Last summer, in fact, while traveling with Tom on a part business, part family trip, we met a chemist and food scientist with a specialization in olives, and I got to chatting with him about my fondness for foraging and putting olives in brine. He politely told me that the method I was using was totally wrong.
What?!
I was using the traditional, ancient rules that my neighbors (and a trusted regional cookbook) had taught me.

Have you ever tasted a ripe olive from a tree? They're totally inedible: so sharply bitter that you have to spit them right out. It's a wonder that anyone even considered these small, bad-tasting fruits could be fit for human consumption! The traditional method for curing olives, turning the fresh drupes into edible food, is to soak them in water for twenty days & twenty nights, rinsing them out at least two or three times each day, and then to put them in brine to preserve them.

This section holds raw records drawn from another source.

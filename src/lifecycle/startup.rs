//! Startup orchestration.
//!
//! # Responsibilities
//! - Seed the registry from `[[preload]]`
//! - Bind the listener and start the accept loop
//! - Start the relay when routes are configured
//!
//! # Design Decisions
//! - Fail fast: a bind error aborts startup before any task is spawned
//! - The listener binds last (traffic only when the registry is seeded)

use std::net::SocketAddr;
use std::time::Duration;

use tokio::task::JoinHandle;

use super::shutdown::{self, Shutdown};
use crate::config::ServerConfig;
use crate::host::relay::run_relay;
use crate::host::{HostHandle, StreamServer};
use crate::net::connection::ConnectionTracker;
use crate::net::listener::{Listener, ListenerError};
use crate::stream::DataCache;

/// A started server and the handles needed to use and stop it.
pub struct RunningServer {
    local_addr: SocketAddr,
    host: HostHandle,
    shutdown: Shutdown,
    tracker: ConnectionTracker,
    server_task: JoinHandle<()>,
    relay_task: Option<JoinHandle<()>>,
}

/// Start the stream server described by `config`.
///
/// Must be called from within a tokio runtime.
pub async fn start(config: &ServerConfig) -> Result<RunningServer, ListenerError> {
    let cache = DataCache::new();
    for preload in &config.preload {
        cache.preload(&preload.name, &preload.values);
        tracing::info!(
            stream = %preload.name,
            values = preload.values.len(),
            "Registry seeded"
        );
    }

    let listener = Listener::bind(&config.listener).await?;
    let local_addr = listener.local_addr().map_err(ListenerError::Bind)?;

    let shutdown = Shutdown::new();
    let server = StreamServer::new(&config.protocol, cache, &shutdown);
    let host = server.host();
    let tracker = server.tracker();

    let relay_task = if config.relay.is_empty() {
        None
    } else {
        Some(tokio::spawn(run_relay(
            host.clone(),
            config.relay.clone(),
            config.protocol.idle_tick(),
            shutdown.subscribe(),
        )))
    };
    let server_task = tokio::spawn(server.run(listener, shutdown.subscribe()));

    Ok(RunningServer {
        local_addr,
        host,
        shutdown,
        tracker,
        server_task,
        relay_task,
    })
}

impl RunningServer {
    pub fn local_addr(&self) -> SocketAddr {
        self.local_addr
    }

    pub fn host(&self) -> &HostHandle {
        &self.host
    }

    pub fn shutdown(&self) -> &Shutdown {
        &self.shutdown
    }

    pub fn tracker(&self) -> &ConnectionTracker {
        &self.tracker
    }

    /// Stop accepting, stop every worker, and wait for background tasks.
    ///
    /// Returns `true` if every worker exited before `deadline`.
    pub async fn stop(self, deadline: Duration) -> bool {
        let drained = shutdown::stop(&self.shutdown, &self.tracker, deadline).await;
        if let Err(e) = self.server_task.await {
            tracing::error!(error = %e, "Accept loop task failed");
        }
        if let Some(relay) = self.relay_task {
            if let Err(e) = relay.await {
                tracing::error!(error = %e, "Relay task failed");
            }
        }
        drained
    }
}

#[cfg(test)]
mod tests {
    use super::*;
    use crate::config::{ListenerConfig, PreloadConfig};

    #[tokio::test]
    async fn start_seeds_registry_and_stops() {
        let config = ServerConfig {
            listener: ListenerConfig {
                bind_address: "127.0.0.1:0".into(),
                max_connections: 4,
            },
            preload: vec![PreloadConfig {
                name: "pop1".into(),
                values: vec![9.9],
            }],
            ..ServerConfig::default()
        };

        let running = start(&config).await.unwrap();
        assert_ne!(running.local_addr().port(), 0);
        assert_eq!(running.host().registry().pending("pop1"), 1);
        assert!(running.stop(Duration::from_secs(1)).await);
    }

    #[tokio::test]
    async fn bad_bind_address_fails() {
        let config = ServerConfig {
            listener: ListenerConfig {
                bind_address: "not-an-address".into(),
                max_connections: 4,
            },
            ..ServerConfig::default()
        };
        assert!(matches!(start(&config).await, Err(ListenerError::Bind(_))));
    }
}
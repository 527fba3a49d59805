//! Connection identity and lifetime tracking.
//!
//! # Responsibilities
//! - Generate unique connection IDs for tracing
//! - Count live stream workers so shutdown can wait for them

use std::sync::atomic::{AtomicU64, Ordering};
use std::sync::Arc;
use std::time::Duration;

/// Global atomic counter for connection IDs.
/// Using relaxed ordering is sufficient since we only need uniqueness, not synchronization.
static CONNECTION_ID_COUNTER: AtomicU64 = AtomicU64::new(1);

/// Unique identifier for a connection.
#[derive(Debug, Clone, Copy, PartialEq, Eq, Hash)]
pub struct ConnectionId(u64);

impl ConnectionId {
    /// Generate a new unique connection ID.
    pub fn new() -> Self {
        Self(CONNECTION_ID_COUNTER.fetch_add(1, Ordering::Relaxed))
    }

    /// Get the raw ID value.
    pub fn as_u64(&self) -> u64 {
        self.0
    }
}

impl Default for ConnectionId {
    fn default() -> Self {
        Self::new()
    }
}

impl std::fmt::Display for ConnectionId {
    fn fmt(&self, f: &mut std::fmt::Formatter<'_>) -> std::fmt::Result {
        write!(f, "conn-{}", self.0)
    }
}

/// Tracks live stream workers.
#[derive(Debug, Clone, Default)]
pub struct ConnectionTracker {
    active_count: Arc<AtomicU64>,
}

impl ConnectionTracker {
    pub fn new() -> Self {
        Self::default()
    }

    /// Record a new live connection. Returns a guard that decrements on drop.
    pub fn track(&self) -> ConnectionGuard {
        self.active_count.fetch_add(1, Ordering::SeqCst);
        ConnectionGuard {
            active_count: Arc::clone(&self.active_count),
            id: ConnectionId::new(),
        }
    }

    /// Current live connection count.
    pub fn active_count(&self) -> u64 {
        self.active_count.load(Ordering::SeqCst)
    }

    /// Wait until every guard has been dropped or `deadline` passes.
    ///
    /// Returns `true` if all connections drained in time.
    pub async fn wait_for_drain(&self, deadline: Duration) -> bool {
        let drained = async {
            while self.active_count.load(Ordering::SeqCst) > 0 {
                tokio::time::sleep(Duration::from_millis(20)).await;
            }
        };
        tokio::time::timeout(deadline, drained).await.is_ok()
    }
}

/// Guard that tracks a connection's lifetime.
/// Decrements active count when dropped.
#[derive(Debug)]
pub struct ConnectionGuard {
    active_count: Arc<AtomicU64>,
    id: ConnectionId,
}

impl ConnectionGuard {
    /// Get this connection's ID.
    pub fn id(&self) -> ConnectionId {
        self.id
    }
}

impl Drop for ConnectionGuard {
    fn drop(&mut self) {
        self.active_count.fetch_sub(1, Ordering::SeqCst);
        tracing::trace!(connection_id = %self.id, "Connection released");
    }
}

The scientist told me that water alone doesn't do anything to the olives - only the brine itself cures them. Yet the traditional method in my region calls for it, and until fairly recently, there wasn't any running water around here: to get the water necessary to soak and rinse out the olives, trips had to be made to the river, and water had to be hauled, multiple times a day! Can you imagine? All that carrying of water, for centuries, was utterly pointless. Those peasants might as well have used it to make a tea, and spent their time sitting by the fireside, sipping tea and saving their energy.

The anthropologist in me was dumbstruck; it took me a while to come to terms with the fact that science had proved this traditional method not just wrong, but useless. Didn't anyone ever taste an olive after all that rinsing process to verify whether it was edible? Of course, why should they, if that's the way olives had always been cured? I hadn't tasted them, either.
Anyway, this year I'm sipping tea by the fire while the olives sit in their briny bath, waiting for twenty days & twenty nights (you can't dismiss traditions entirely), making a new batch of brine now and then, while waiting for our bitter drupes to turn into tasty olives.